Extracted records
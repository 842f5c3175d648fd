//! Machine readable summary of what the pages reference.

use serde::Serialize;

use crate::site;
use crate::web::{ContactLink, NavLink};

#[derive(Clone, Debug, Serialize)]
pub struct Manifest {
    pub title: &'static str,
    pub stylesheets: &'static [&'static str],
    pub favicon: &'static str,
    pub hero_image: &'static str,
    pub navigation: &'static [NavLink],
    pub contacts: &'static [ContactLink],
}

impl Manifest {
    pub fn current() -> Self {
        Self {
            title: site::TITLE,
            stylesheets: site::STYLESHEETS,
            favicon: site::FAVICON,
            hero_image: site::HERO_IMAGE,
            navigation: &site::NAV_LINKS,
            contacts: &site::CONTACT_LINKS,
        }
    }

    pub fn to_json(&self) -> anyhow::Result<String> {
        Ok(serde_json::to_string_pretty(self)?)
    }
}

#[cfg(test)]
mod tests {
    use super::*;

    #[test]
    fn json_shape() {
        let json = Manifest::current().to_json().unwrap();
        let value: serde_json::Value = serde_json::from_str(&json).unwrap();

        assert_eq!(value["title"], "Linda Cardellini // The Fanlisting");
        assert_eq!(value["navigation"].as_array().unwrap().len(), 5);
        assert_eq!(value["navigation"][2]["label"], "Join");
        assert_eq!(value["navigation"][2]["target"], "./join.php");
        assert_eq!(value["contacts"][3]["kind"], "social_feed");
        assert_eq!(value["contacts"][1]["target"], "mailto:liam@liamco.io");
    }
}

= AIM OF THE TASK =
List each line of the records that holds the string "Manifest".

= RESPONSE FOR THIS EXERCISE =
pub struct Manifest {
impl Manifest {
        let json = Manifest::current().to_json().unwrap();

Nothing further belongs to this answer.